▶ [TASK STATEMENT] Go line by line through the records below. Copy whichever lines contain the string "verdict".

(Recorded data)
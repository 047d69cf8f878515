//! Validation pipeline
//!
//! Load the dataset, pick the question/answer columns, query the service
//! one row at a time, grade every answer and write the report once at the
//! end. Any service error aborts the run before anything is written.

use std::path::PathBuf;

use indicatif::{ProgressBar, ProgressStyle};

use crate::common::Result;
use crate::console::Console;
use crate::dataset::{self, Dataset};
use crate::grading::Grader;
use crate::report::{self, OutputStatus, QueryResult, Report, Summary};
use crate::service::{best_candidate, AnswerService};

/// Inputs of a validation run
#[derive(Debug, Clone)]
pub struct RunOptions {
    /// Labeled dataset to validate against
    pub dataset: PathBuf,
    /// Where the report is written
    pub output: PathBuf,
    /// Show a progress bar while querying
    pub progress: bool,
}

/// How a run ended
#[derive(Debug, Clone, Copy, PartialEq, Eq)]
pub enum Outcome {
    /// Every row was processed and the report written
    Completed(Summary),
    /// A previous report exists and the user chose to keep it
    Declined,
}

/// Run a complete validation
pub async fn run(
    options: &RunOptions,
    service: &dyn AnswerService,
    grader: Grader,
    console: &mut dyn Console,
) -> Result<Outcome> {
    if report::ensure_output_available(&options.output, console)? == OutputStatus::Declined {
        return Ok(Outcome::Declined);
    }

    let dataset = dataset::load(&options.dataset)?;
    console.clear();

    let progress = if options.progress {
        progress_bar(dataset.len() as u64)
    } else {
        ProgressBar::hidden()
    };

    let report = validate(&dataset, service, grader, &progress).await?;
    progress.finish_and_clear();

    report::write_xlsx(&report, &options.output)?;

    Ok(Outcome::Completed(report.summary()))
}

/// Query and grade every record of `dataset`
///
/// Records with a blank question or expected answer are kept in the report
/// with an unset verdict and are not sent to the service.
pub async fn validate<'d>(
    dataset: &'d Dataset,
    service: &dyn AnswerService,
    grader: Grader,
    progress: &ProgressBar,
) -> Result<Report<'d>> {
    let layout = dataset::infer_layout(dataset.columns())?;
    let mut report = Report::new(dataset);

    tracing::info!(
        "Validating {} row(s) with pass threshold {}",
        dataset.len(),
        grader.threshold()
    );

    for index in 0..dataset.len() {
        let result = match dataset.row(index, layout) {
            Some(row) => {
                let candidates = service.ask(&row.question).await?;
                match best_candidate(&candidates) {
                    Some(best) => QueryResult {
                        row_index: index,
                        returned_answer: Some(best.answer.clone()),
                        confidence_score: Some(best.score),
                        verdict: grader.grade(
                            &row.expected_answer,
                            Some(best.answer.as_str()),
                            Some(best.score),
                        ),
                    },
                    None => {
                        tracing::debug!("Row {}: service returned no answers", index + 1);
                        QueryResult::unanswered(index)
                    }
                }
            }
            None => {
                tracing::warn!(
                    "Row {}: question or expected answer is empty, skipping",
                    index + 1
                );
                QueryResult::unanswered(index)
            }
        };

        tracing::debug!("Row {}: {}", index + 1, result.verdict);
        report.push(result);
        progress.inc(1);
    }

    Ok(report)
}

fn progress_bar(len: u64) -> ProgressBar {
    let pb = ProgressBar::new(len);
    if let Ok(style) = ProgressStyle::default_bar()
        .template("Processing [{bar:40.cyan/blue}] {pos}/{len} ({eta})")
    {
        pb.set_style(style.progress_chars("=> "));
    }
    pb
}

▶ [THE ANSWER]
/// with an unset verdict and are not sent to the service.
                        verdict: grader.grade(
        tracing::debug!("Row {}: {}", index + 1, result.verdict);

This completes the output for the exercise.